• _Task to complete_
As the answer, give every line of the records that includes the word "BoxFuture".

• _Data for this task_
//! Typed decoding of JSON events posted by embedded payment widgets.
//!
//! Widgets (3DS challenge, Click to Pay, Mastercard SRC) post untyped JSON
//! messages to the host. Each protocol selects the payload schema with a
//! string discriminator:
//!
//! ```json
//! { "event": "checkoutCompleted", "data": { "token": "ctp_tok_1", "sourceType": "card" } }
//! { "type": "checkoutCompleted", "data": { "token": "src_tok_1", "source_type": "card" } }
//! ```
//!
//! Decoding happens in two phases: the discriminator is read and looked up in
//! the protocol's closed set of event kinds, then the `data` object is decoded
//! with the schema for that kind.
//!
//! [`EventBridge::decode`] never fails. Invalid JSON, a missing or unknown
//! discriminator and a payload that does not match its schema all produce the
//! protocol's error event carrying a [`BridgeErrorKind::CriticalError`], the
//! same shape a widget uses to report its own critical errors.

use std::fmt;
use std::marker::PhantomData;

use serde::{Deserialize, Serialize};
use serde_json::Value;

use crate::error::{Integration, Stage};
use crate::taxonomy::{Cause, ErrorModel};

mod click_to_pay;
mod mastercard_src;
mod three_ds;

pub use click_to_pay::*;
pub use mastercard_src::*;
pub use three_ds::*;

/// Severity of a widget error.
#[derive(Debug, Clone, Copy, PartialEq, Eq, Hash, Serialize, Deserialize)]
#[serde(rename_all = "camelCase")]
pub enum BridgeErrorKind {
    /// Recoverable in the widget (e.g. invalid input). The flow continues.
    #[serde(alias = "user_error")]
    UserError,
    /// The flow cannot continue.
    #[serde(alias = "critical_error")]
    CriticalError,
}

/// Error payload carried by every protocol's error event.
#[derive(Debug, Clone, PartialEq, Eq, Serialize, Deserialize)]
pub struct BridgeError {
    /// Severity.
    #[serde(rename = "errorType", alias = "error_type")]
    pub kind: BridgeErrorKind,
    /// Human-readable message.
    #[serde(default, skip_serializing_if = "Option::is_none")]
    pub message: Option<String>,
    /// Provider error code.
    #[serde(default, skip_serializing_if = "Option::is_none")]
    pub code: Option<String>,
}

impl BridgeError {
    /// Creates a critical error with the given message.
    #[must_use]
    pub fn critical(message: impl Into<String>) -> Self {
        Self {
            kind: BridgeErrorKind::CriticalError,
            message: Some(message.into()),
            code: None,
        }
    }

    /// Returns `true` for [`BridgeErrorKind::CriticalError`].
    #[must_use]
    pub const fn is_critical(&self) -> bool {
        matches!(self.kind, BridgeErrorKind::CriticalError)
    }

    /// Maps the error into the taxonomy under `integration`.
    #[must_use]
    pub fn to_error_model(&self, integration: Integration) -> ErrorModel {
        ErrorModel::integration(
            integration,
            Cause {
                stage: Some(Stage::ExternalFlow),
                code: self.code.clone(),
                message: self.message.clone(),
                detail: None,
            },
        )
    }
}

/// Reason an inbound event could not be decoded.
#[derive(Debug, thiserror::Error)]
pub enum DecodeError {
    /// The input is not JSON.
    #[error("invalid JSON: {0}")]
    InvalidJson(#[source] serde_json::Error),
    /// The input is JSON but not an object.
    #[error("event is not a JSON object")]
    NotAnObject,
    /// The discriminator field is absent.
    #[error("event has no `{0}` field")]
    MissingDiscriminator(&'static str),
    /// The discriminator field is not a string.
    #[error("event `{0}` field is not a string")]
    InvalidDiscriminator(&'static str),
    /// The discriminator value is not part of the protocol.
    #[error("unknown {protocol} event `{tag}`")]
    UnknownEvent {
        /// Protocol name.
        protocol: &'static str,
        /// The unrecognized value.
        tag: String,
    },
    /// The payload does not match the schema for its event.
    #[error("invalid `{tag}` payload: {source}")]
    InvalidPayload {
        /// The event the payload was decoded for.
        tag: String,
        /// Schema error.
        #[source]
        source: serde_json::Error,
    },
}

/// A widget event protocol.
///
/// Implementors declare the discriminator field, the closed set of event
/// kinds, and how each kind's payload is decoded.
pub trait BridgeProtocol {
    /// Protocol name, used in diagnostics.
    const NAME: &'static str;
    /// Field holding the event kind.
    const DISCRIMINATOR: &'static str;
    /// Integration errors are attributed to.
    const INTEGRATION: Integration;

    /// Closed set of event kinds.
    type Kind: Copy + fmt::Debug;
    /// Decoded event.
    type Event;

    /// Looks up a discriminator value.
    fn kind_from_tag(tag: &str) -> Option<Self::Kind>;

    /// Decodes the `data` payload of an event of the given kind.
    ///
    /// # Errors
    ///
    /// Returns the schema error if `data` does not match the kind's payload.
    fn decode_kind(kind: Self::Kind, data: Value) -> Result<Self::Event, serde_json::Error>;

    /// Wraps an error payload in the protocol's error event.
    fn error_event(error: BridgeError) -> Self::Event;
}

/// Decodes a raw widget message, reporting why it was rejected.
///
/// # Errors
///
/// Returns a [`DecodeError`] describing the first check that failed.
pub fn try_decode<P: BridgeProtocol>(raw: &str) -> Result<P::Event, DecodeError> {
    let value: Value = serde_json::from_str(raw).map_err(DecodeError::InvalidJson)?;
    let Value::Object(mut object) = value else {
        return Err(DecodeError::NotAnObject);
    };
    let tag = match object.get(P::DISCRIMINATOR) {
        Some(Value::String(tag)) => tag.clone(),
        Some(_) => return Err(DecodeError::InvalidDiscriminator(P::DISCRIMINATOR)),
        None => return Err(DecodeError::MissingDiscriminator(P::DISCRIMINATOR)),
    };
    let kind = P::kind_from_tag(&tag).ok_or_else(|| DecodeError::UnknownEvent {
        protocol: P::NAME,
        tag: tag.clone(),
    })?;
    let data = object.remove("data").unwrap_or(Value::Null);
    P::decode_kind(kind, data).map_err(|source| DecodeError::InvalidPayload { tag, source })
}

/// Decodes a raw widget message into exactly one event. Never fails.
pub fn decode<P: BridgeProtocol>(raw: &str) -> P::Event {
    try_decode::<P>(raw).unwrap_or_else(|err| {
        #[cfg(feature = "telemetry")]
        tracing::warn!(protocol = P::NAME, error = %err, "undecodable widget event");
        P::error_event(BridgeError::critical(err.to_string()))
    })
}

/// Stateless decoder for one widget protocol.
///
/// Zero-sized and `Copy`; a single value can be shared by any number of
/// widget instances.
pub struct EventBridge<P>(PhantomData<fn() -> P>);

/// Decoder for 3DS challenge widget events.
pub type ThreeDsBridge = EventBridge<ThreeDs>;
/// Decoder for Click to Pay widget events.
pub type ClickToPayBridge = EventBridge<ClickToPay>;
/// Decoder for Mastercard SRC widget events.
pub type MastercardSrcBridge = EventBridge<MastercardSrc>;

impl<P> EventBridge<P> {
    /// Creates a bridge.
    #[must_use]
    pub const fn new() -> Self {
        Self(PhantomData)
    }
}

impl<P: BridgeProtocol> EventBridge<P> {
    /// Decodes a raw widget message. See [`decode`].
    #[must_use]
    pub fn decode(&self, raw: &str) -> P::Event {
        decode::<P>(raw)
    }

    /// Maps an error reported by this protocol's widget to the taxonomy.
    #[must_use]
    pub fn error_model(&self, error: &BridgeError) -> ErrorModel {
        error.to_error_model(P::INTEGRATION)
    }
}

impl<P> Clone for EventBridge<P> {
    fn clone(&self) -> Self {
        *self
    }
}

impl<P> Copy for EventBridge<P> {}

impl<P> Default for EventBridge<P> {
    fn default() -> Self {
        Self::new()
    }
}

impl<P: BridgeProtocol> fmt::Debug for EventBridge<P> {
    fn fmt(&self, f: &mut fmt::Formatter<'_>) -> fmt::Result {
        f.debug_tuple("EventBridge").field(&P::NAME).finish()
    }
}

#[cfg(test)]
mod tests {
    use super::*;

    fn is_send_sync_copy<T: Send + Sync + Copy>() {}

    #[test]
    fn test_bridges_are_shareable() {
        is_send_sync_copy::<ThreeDsBridge>();
        is_send_sync_copy::<ClickToPayBridge>();
        is_send_sync_copy::<MastercardSrcBridge>();
    }

    #[test]
    fn test_decode_error_messages() {
        let err = try_decode::<ClickToPay>("[1, 2]").unwrap_err();
        assert_eq!(err.to_string(), "event is not a JSON object");

        let err = try_decode::<MastercardSrc>(r#"{"event":"checkoutReady"}"#).unwrap_err();
        assert_eq!(err.to_string(), "event has no `type` field");

        let err = try_decode::<ClickToPay>(r#"{"event":7}"#).unwrap_err();
        assert_eq!(err.to_string(), "event `event` field is not a string");

        let err = try_decode::<ThreeDs>(r#"{"event":"chargeAuthMaybe"}"#).unwrap_err();
        assert_eq!(err.to_string(), "unknown 3DS event `chargeAuthMaybe`");
    }

    #[test]
    fn test_bridge_error_wire_names() {
        let error: BridgeError =
            serde_json::from_str(r#"{"errorType":"userError","message":"Card number is invalid"}"#).unwrap();
        assert_eq!(error.kind, BridgeErrorKind::UserError);
        assert!(!error.is_critical());

        let error: BridgeError =
            serde_json::from_str(r#"{"error_type":"critical_error","code":"E1"}"#).unwrap();
        assert!(error.is_critical());
        assert_eq!(error.code.as_deref(), Some("E1"));
    }

    #[test]
    fn test_bridge_error_to_error_model_keeps_message() {
        let model = BridgeError::critical("Session expired").to_error_model(Integration::ClickToPay);
        assert_eq!(model.code(), "click_to_pay");
        assert_eq!(model.display_message(), "Session expired");

        let silent = BridgeError {
            kind: BridgeErrorKind::CriticalError,
            message: None,
            code: None,
        };
        let model = silent.to_error_model(Integration::MastercardSrc);
        assert_eq!(model.display_message(), model.fallback_message());
    }

    #[test]
    fn test_error_model_is_attributed_to_the_bridge_integration() {
        let error = BridgeError::critical("Widget crashed");
        assert_eq!(ThreeDsBridge::new().error_model(&error).code(), "three_ds");
        assert_eq!(ClickToPayBridge::new().error_model(&error).code(), "click_to_pay");
        assert_eq!(MastercardSrcBridge::new().error_model(&error).code(), "mastercard_src");
    }
}
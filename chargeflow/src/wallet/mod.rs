//! Wallet transaction orchestration.
//!
//! Every wallet payment goes through the same steps: request a wallet token,
//! request a method-specific callback, hand control to an external flow (native
//! SDK, system browser or embedded widget), then capture or decline based on
//! the flow's result. [`WalletOrchestrator`] runs that state machine once;
//! what differs per payment method is supplied through [`WalletFlow`].
//!
//! # State graph
//!
//! ```text
//! Idle ─start→ Loading(Token) ─→ Loading(Callback) ─→ AwaitingExternalFlow
//! AwaitingExternalFlow ─Success→ Loading(Capture) ─→ Success | Error
//! AwaitingExternalFlow ─UserCancelled | TransportError→ Error
//! any ─reset→ Idle
//! ```

use url::Url;

use crate::backend::BoxFuture;
use crate::error::WalletError;
use crate::proto::{AmountContext, ChargeResponse, PaymentMethod, WalletToken};

mod listener;
mod orchestrator;
mod state;

pub use listener::*;
pub use orchestrator::*;
pub use state::*;

/// How the host should launch the external flow.
#[derive(Debug, Clone, PartialEq, Eq)]
pub enum LaunchInstruction {
    /// Open this URL in a browser (PayPal).
    RedirectUrl(Url),
    /// Hand this reference token to a native SDK or widget (Afterpay, Click to Pay).
    RefToken(String),
    /// Complete this order in a payment sheet or browser (Google Pay, FlyPay).
    OrderId(String),
}

/// Backend-provided instructions for one payment attempt.
#[derive(Debug, Clone, PartialEq, Eq)]
pub struct WalletCallback {
    /// Method the callback was issued for.
    pub method: PaymentMethod,
    /// Pending charge created by the backend, if any.
    pub charge_id: Option<String>,
    /// How to launch the external flow.
    pub instruction: LaunchInstruction,
}

/// Identifiers the external flow returns on approval.
#[derive(Debug, Clone, PartialEq, Eq)]
pub struct Approval {
    /// Provider identifier of the approved payment.
    pub payment_method_id: String,
    /// PayPal payer identifier.
    pub payer_id: Option<String>,
}

impl Approval {
    /// Creates an approval without a payer id.
    #[must_use]
    pub fn new(payment_method_id: impl Into<String>) -> Self {
        Self {
            payment_method_id: payment_method_id.into(),
            payer_id: None,
        }
    }

    /// Sets the payer id.
    #[must_use]
    pub fn with_payer(mut self, payer_id: impl Into<String>) -> Self {
        self.payer_id = Some(payer_id.into());
        self
    }
}

/// Outcome reported by the external flow.
#[derive(Debug, Clone, PartialEq, Eq)]
pub enum ExternalResult {
    /// The user approved the payment.
    Success(Approval),
    /// The user backed out.
    UserCancelled,
    /// The flow failed.
    TransportError {
        /// Provider error code, if any.
        code: Option<String>,
        /// Provider error message, if any.
        message: Option<String>,
    },
}

/// Successful end of a payment attempt.
#[derive(Debug, Clone, PartialEq, Eq)]
pub enum Completion {
    /// The backend captured the charge.
    Charged(ChargeResponse),
    /// The widget produced a token for the host to charge later.
    Tokenized {
        /// Token issued by the widget.
        token: String,
    },
}

impl Completion {
    /// Returns the charge, if one was captured.
    #[must_use]
    pub const fn charge(&self) -> Option<&ChargeResponse> {
        match self {
            Self::Charged(charge) => Some(charge),
            Self::Tokenized { .. } => None,
        }
    }
}

/// Per-method capability driven by [`WalletOrchestrator`].
///
/// All methods are async (returning [`BoxFuture`]) so that flows can be boxed
/// as `dyn WalletFlow`. Implementations for each supported wallet live in
/// [`crate::methods`].
pub trait WalletFlow: Send + Sync {
    /// Method this flow drives.
    fn method(&self) -> PaymentMethod;

    /// Requests a wallet token for the attempt.
    fn request_token<'a>(
        &'a self,
        amount: &'a AmountContext,
    ) -> BoxFuture<'a, Result<WalletToken, WalletError>>;

    /// Requests the callback describing how to launch the external flow.
    fn request_callback<'a>(
        &'a self,
        token: &'a WalletToken,
    ) -> BoxFuture<'a, Result<WalletCallback, WalletError>>;

    /// Returns what the host needs to launch the external flow.
    fn launch_instruction(&self, callback: &WalletCallback) -> LaunchInstruction {
        callback.instruction.clone()
    }

    /// Finalizes the charge after the external flow approved it.
    fn capture<'a>(
        &'a self,
        token: &'a WalletToken,
        callback: &'a WalletCallback,
        approval: &'a Approval,
    ) -> BoxFuture<'a, Result<Completion, WalletError>>;

    /// Aborts the pending charge after the external flow failed.
    ///
    /// Returns `Ok(None)` when there is nothing to decline.
    fn decline<'a>(
        &'a self,
        token: &'a WalletToken,
        callback: &'a WalletCallback,
    ) -> BoxFuture<'a, Result<Option<ChargeResponse>, WalletError>>;
}

impl<T: WalletFlow + ?Sized> WalletFlow for Box<T> {
    fn method(&self) -> PaymentMethod {
        (**self).method()
    }

    fn request_token<'a>(
        &'a self,
        amount: &'a AmountContext,
    ) -> BoxFuture<'a, Result<WalletToken, WalletError>> {
        (**self).request_token(amount)
    }

    fn request_callback<'a>(
        &'a self,
        token: &'a WalletToken,
    ) -> BoxFuture<'a, Result<WalletCallback, WalletError>> {
        (**self).request_callback(token)
    }

    fn launch_instruction(&self, callback: &WalletCallback) -> LaunchInstruction {
        (**self).launch_instruction(callback)
    }

    fn capture<'a>(
        &'a self,
        token: &'a WalletToken,
        callback: &'a WalletCallback,
        approval: &'a Approval,
    ) -> BoxFuture<'a, Result<Completion, WalletError>> {
        (**self).capture(token, callback, approval)
    }

    fn decline<'a>(
        &'a self,
        token: &'a WalletToken,
        callback: &'a WalletCallback,
    ) -> BoxFuture<'a, Result<Option<ChargeResponse>, WalletError>> {
        (**self).decline(token, callback)
    }
}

• _Response to the task_
use crate::backend::BoxFuture;
/// All methods are async (returning [`BoxFuture`]) so that flows can be boxed
    ) -> BoxFuture<'a, Result<WalletToken, WalletError>>;
    ) -> BoxFuture<'a, Result<WalletCallback, WalletError>>;
    ) -> BoxFuture<'a, Result<Completion, WalletError>>;
    ) -> BoxFuture<'a, Result<Option<ChargeResponse>, WalletError>>;
    ) -> BoxFuture<'a, Result<WalletToken, WalletError>> {
    ) -> BoxFuture<'a, Result<WalletCallback, WalletError>> {
    ) -> BoxFuture<'a, Result<Completion, WalletError>> {
    ) -> BoxFuture<'a, Result<Option<ChargeResponse>, WalletError>> {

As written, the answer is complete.